_What this task involves_
What is needed is every line of the material that contains "static".

_Provided data_

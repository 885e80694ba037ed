//! Command tree declaration.
//!
//! Applications describe their subcommands with [`Subcommand`]; the
//! lifecycle turns the tree into a clap [`Command`] carrying the global
//! flags, and hands the selected leaf a [`Context`].

use crate::config::{ConfigSchema, Field, GlobalOptions, ResolvedConfig};
use crate::format::{Format, Printer};
use crate::logging::Level;
use clap::{Arg, ArgAction, ArgMatches, Command};
use std::path::PathBuf;
use std::sync::Arc;

/// Flags with special handling that application fields may not reuse.
pub const RESERVED_FLAGS: &[&str] = &[
    "config", "version", "help", "log", "format", "debug", "log-level", "no-color",
];

/// Global options every application gets. They are resolved through the
/// same precedence as application fields.
pub fn global_fields() -> Vec<Field> {
    vec![
        Field::string("log", "Log destination: a file path, stdout, or stderr"),
        Field::enumeration("format", Format::NAMES, "Output format")
            .short('f')
            .default_value("human"),
        Field::bool("debug", "Trace-level logging, mirrored to stderr"),
        Field::enumeration("log-level", Level::NAMES, "Log severity threshold"),
        Field::bool("no-color", "Disable colored output"),
    ]
}

/// `--config <path>`, read before anything else.
pub fn config_arg() -> Arg {
    Arg::new("config")
        .long("config")
        .short('c')
        .value_name("PATH")
        .help("Path to configuration file")
        .value_parser(clap::value_parser!(PathBuf))
        .global(true)
}

/// `--version`, short-circuits before configuration is resolved.
pub fn version_arg() -> Arg {
    Arg::new("version")
        .long("version")
        .help("Print version information")
        .action(ArgAction::SetTrue)
}

/// Leaf command body.
pub type Action<T> = Arc<dyn Fn(&Context<'_, T>) -> anyhow::Result<()> + Send + Sync>;

/// A node in the command tree. Nodes with an action are runnable leaves;
/// nodes with children group further subcommands.
pub struct Subcommand<T> {
    name: String,
    about: Option<String>,
    args: Vec<Arg>,
    action: Option<Action<T>>,
    children: Vec<Subcommand<T>>,
}

impl<T> Clone for Subcommand<T> {
    fn clone(&self) -> Self {
        Self {
            name: self.name.clone(),
            about: self.about.clone(),
            args: self.args.clone(),
            action: self.action.clone(),
            children: self.children.clone(),
        }
    }
}

impl<T> Subcommand<T> {
    pub fn new(name: impl Into<String>) -> Self {
        Self {
            name: name.into(),
            about: None,
            args: Vec::new(),
            action: None,
            children: Vec::new(),
        }
    }

    pub fn about(mut self, about: impl Into<String>) -> Self {
        self.about = Some(about.into());
        self
    }

    /// Add a flag local to this subcommand.
    pub fn arg(mut self, arg: Arg) -> Self {
        self.args.push(arg);
        self
    }

    /// Require positional arguments, in order. A missing one is a usage
    /// error naming `<name>`; leaves read them with [`Context::value`].
    pub fn required_args(mut self, names: &[&'static str]) -> Self {
        self.args.extend(
            names
                .iter()
                .map(|name| Arg::new(*name).value_name(*name).required(true)),
        );
        self
    }

    pub fn action<F>(mut self, action: F) -> Self
    where
        F: Fn(&Context<'_, T>) -> anyhow::Result<()> + Send + Sync + 'static,
    {
        self.action = Some(Arc::new(action));
        self
    }

    pub fn subcommand(mut self, child: Subcommand<T>) -> Self {
        self.children.push(child);
        self
    }

    pub fn name(&self) -> &str {
        &self.name
    }

    pub(crate) fn get_action(&self) -> Option<&Action<T>> {
        self.action.as_ref()
    }

    pub fn to_command(&self) -> Command {
        let mut cmd = Command::new(self.name.clone());
        if let Some(about) = &self.about {
            cmd = cmd.about(about.clone());
        }
        cmd = cmd.args(self.args.iter().cloned());
        if self.action.is_none() && !self.children.is_empty() {
            cmd = cmd.subcommand_required(true).arg_required_else_help(true);
        }
        cmd.subcommands(self.children.iter().map(Subcommand::to_command))
    }

    /// Follow `path` down from this node.
    pub(crate) fn find(&self, path: &[String]) -> Option<&Subcommand<T>> {
        match path.split_first() {
            None => Some(self),
            Some((head, rest)) => self
                .children
                .iter()
                .find(|child| &child.name == head)
                .and_then(|child| child.find(rest)),
        }
    }
}

/// Root command with global flags and the built-in `version` subcommand.
pub fn root_command<T>(
    schema: &ConfigSchema,
    about: Option<&str>,
    globals: &[Field],
    tree: &[Subcommand<T>],
) -> Command {
    let mut cmd = Command::new(schema.app().to_string())
        .disable_version_flag(true)
        .arg(config_arg())
        .arg(version_arg())
        .args(globals.iter().chain(schema.fields()).map(Field::to_arg))
        .subcommand(crate::version::command())
        .subcommands(tree.iter().map(Subcommand::to_command));
    if let Some(about) = about {
        cmd = cmd.about(about.to_string());
    }
    cmd
}

/// Names of the selected subcommands, outermost first, and the matches of
/// the innermost one.
pub fn leaf_matches(matches: &ArgMatches) -> (Vec<String>, &ArgMatches) {
    let mut path = Vec::new();
    let mut current = matches;
    while let Some((name, sub)) = current.subcommand() {
        path.push(name.to_string());
        current = sub;
    }
    (path, current)
}

/// What a leaf action sees.
pub struct Context<'a, T> {
    resolved: &'a ResolvedConfig<T>,
    printer: &'a Printer,
    matches: &'a ArgMatches,
}

impl<'a, T> Context<'a, T> {
    pub(crate) fn new(
        resolved: &'a ResolvedConfig<T>,
        printer: &'a Printer,
        matches: &'a ArgMatches,
    ) -> Self {
        Self {
            resolved,
            printer,
            matches,
        }
    }

    /// The application's resolved configuration.
    pub fn config(&self) -> &'a T {
        &self.resolved.app
    }

    pub fn resolved(&self) -> &'a ResolvedConfig<T> {
        self.resolved
    }

    pub fn options(&self) -> &'a GlobalOptions {
        &self.resolved.options
    }

    pub fn printer(&self) -> &'a Printer {
        self.printer
    }

    /// Matches of the leaf subcommand, including its own flags.
    pub fn matches(&self) -> &'a ArgMatches {
        self.matches
    }

    pub fn debug(&self) -> bool {
        self.resolved.options.debug
    }

    /// Value of a string flag declared on the leaf.
    pub fn value(&self, id: &str) -> Option<&'a str> {
        self.matches
            .try_get_one::<String>(id)
            .ok()
            .flatten()
            .map(String::as_str)
    }
}
//! Review state machine
//!
//! Applies one rating to one card's review state and produces the next
//! state and due instant. Pure function of (state, rating, settings,
//! now); callers persist the result.
//!
//! Ease adjustments are the discrete kind: a fixed step down on Hard,
//! a fixed step up on Easy, the configured penalty on a lapse. On a
//! Hard rating the interval grows by the hard factor alone; ease is
//! not multiplied in.

use chrono::{DateTime, Duration, Utc};

use crate::models::{CardPhase, CardReviewState, Rating};
use crate::settings::SrsSettings;

/// Ease lost on a Hard rating of a review card
const HARD_EASE_STEP: f32 = 0.15;

/// Ease gained on an Easy rating of a review card
const EASY_EASE_STEP: f32 = 0.15;

/// Apply `rating` to `state`, producing the card's next state.
///
/// Settings are assumed validated; step indices that point past the
/// end of a step list (the list shrank between reviews) fall back to
/// the final step instead of panicking.
pub fn apply(
    state: &CardReviewState,
    rating: Rating,
    settings: &SrsSettings,
    now: DateTime<Utc>,
) -> CardReviewState {
    let mut next = state.clone();
    next.updated_at = now;

    match state.phase {
        CardPhase::New => answer_learning(&mut next, 0, rating, settings, now),
        CardPhase::Learning { step } => answer_learning(&mut next, step, rating, settings, now),
        CardPhase::Review {
            interval_days,
            ease,
            repetitions,
        } => answer_review(
            &mut next,
            interval_days,
            ease,
            repetitions,
            rating,
            settings,
            now,
        ),
        CardPhase::Relearning {
            step,
            interval_days,
            ease,
        } => answer_relearning(&mut next, step, interval_days, ease, rating, settings, now),
    }

    next
}

/// Preview the state each rating would produce, in Again..Easy order.
/// Lets the study UI show "10m / 1d / 3d / 8d" under the answer
/// buttons without committing anything.
pub fn preview(
    state: &CardReviewState,
    settings: &SrsSettings,
    now: DateTime<Utc>,
) -> [CardReviewState; 4] {
    [
        apply(state, Rating::Again, settings, now),
        apply(state, Rating::Hard, settings, now),
        apply(state, Rating::Good, settings, now),
        apply(state, Rating::Easy, settings, now),
    ]
}

fn answer_learning(
    next: &mut CardReviewState,
    step: usize,
    rating: Rating,
    settings: &SrsSettings,
    now: DateTime<Utc>,
) {
    let steps = &settings.learning_steps_minutes;

    match rating {
        Rating::Again => {
            next.phase = CardPhase::Learning { step: 0 };
            next.due = now + minutes(steps[0]);
        }
        Rating::Hard => {
            let step = step.min(steps.len() - 1);
            next.phase = CardPhase::Learning { step };
            next.due = now + minutes(steps[step]);
        }
        Rating::Good => {
            let advanced = step + 1;
            match steps.get(advanced) {
                Some(&step_minutes) => {
                    next.phase = CardPhase::Learning { step: advanced };
                    next.due = now + minutes(step_minutes);
                }
                None => graduate(next, settings.graduating_interval_days, settings, now),
            }
        }
        Rating::Easy => graduate(next, settings.easy_interval_days, settings, now),
    }
}

/// Move a card out of the learning steps into review
fn graduate(next: &mut CardReviewState, interval_days: u32, settings: &SrsSettings, now: DateTime<Utc>) {
    let interval_days = interval_days.clamp(1, settings.max_interval_days);
    next.phase = CardPhase::Review {
        interval_days,
        ease: settings.starting_ease,
        repetitions: 0,
    };
    next.due = now + days(interval_days);
}

fn answer_review(
    next: &mut CardReviewState,
    interval_days: u32,
    ease: f32,
    repetitions: u32,
    rating: Rating,
    settings: &SrsSettings,
    now: DateTime<Utc>,
) {
    match rating {
        Rating::Again => {
            // A lapse: drop ease, hold the interval as the recovery base
            next.lapses += 1;
            let ease = (ease - settings.lapse_ease_penalty).max(settings.minimum_ease);
            next.phase = CardPhase::Relearning {
                step: 0,
                interval_days,
                ease,
            };
            next.due = now + minutes(settings.relearning_steps_minutes[0]);
        }
        Rating::Hard => {
            let ease = (ease - HARD_EASE_STEP).max(settings.minimum_ease);
            let interval_days = scale_interval(interval_days, settings.hard_interval_factor, settings);
            next.phase = CardPhase::Review {
                interval_days,
                ease,
                repetitions: repetitions + 1,
            };
            next.due = now + days(interval_days);
        }
        Rating::Good => {
            let interval_days = scale_interval(interval_days, ease, settings);
            next.phase = CardPhase::Review {
                interval_days,
                ease,
                repetitions: repetitions + 1,
            };
            next.due = now + days(interval_days);
        }
        Rating::Easy => {
            // Interval grows from the pre-adjustment ease
            let interval_days =
                scale_interval(interval_days, ease * settings.easy_bonus, settings);
            let mut ease = ease + EASY_EASE_STEP;
            if let Some(max) = settings.maximum_ease {
                ease = ease.min(max);
            }
            next.phase = CardPhase::Review {
                interval_days,
                ease,
                repetitions: repetitions + 1,
            };
            next.due = now + days(interval_days);
        }
    }
}

fn answer_relearning(
    next: &mut CardReviewState,
    step: usize,
    interval_days: u32,
    ease: f32,
    rating: Rating,
    settings: &SrsSettings,
    now: DateTime<Utc>,
) {
    let steps = &settings.relearning_steps_minutes;

    match rating {
        Rating::Again => {
            next.phase = CardPhase::Relearning {
                step: 0,
                interval_days,
                ease,
            };
            next.due = now + minutes(steps[0]);
        }
        Rating::Hard => {
            let step = step.min(steps.len() - 1);
            next.phase = CardPhase::Relearning {
                step,
                interval_days,
                ease,
            };
            next.due = now + minutes(steps[step]);
        }
        Rating::Good => {
            let advanced = step + 1;
            match steps.get(advanced) {
                Some(&step_minutes) => {
                    next.phase = CardPhase::Relearning {
                        step: advanced,
                        interval_days,
                        ease,
                    };
                    next.due = now + minutes(step_minutes);
                }
                None => recover(next, interval_days, ease, settings, now),
            }
        }
        Rating::Easy => recover(next, interval_days, ease, settings, now),
    }
}

/// Return a relearned card to review at a fraction of its old interval
fn recover(
    next: &mut CardReviewState,
    interval_days: u32,
    ease: f32,
    settings: &SrsSettings,
    now: DateTime<Utc>,
) {
    let recovered = (interval_days as f32 * settings.lapse_recovery_factor).round() as u32;
    let interval_days = recovered.clamp(1, settings.max_interval_days);
    next.phase = CardPhase::Review {
        interval_days,
        ease,
        repetitions: 0,
    };
    next.due = now + days(interval_days);
}

/// Grow an interval by `factor`, apply the global modifier, and clamp
/// to [1, max]
fn scale_interval(interval_days: u32, factor: f32, settings: &SrsSettings) -> u32 {
    let scaled = (interval_days as f32 * factor * settings.interval_modifier).round() as u32;
    scaled.clamp(1, settings.max_interval_days)
}

fn minutes(m: u32) -> Duration {
    Duration::minutes(m as i64)
}

fn days(d: u32) -> Duration {
    Duration::days(d as i64)
}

_Solution to the exercise_
    pub fn required_args(mut self, names: &[&'static str]) -> Self {
        F: Fn(&Context<'_, T>) -> anyhow::Result<()> + Send + Sync + 'static,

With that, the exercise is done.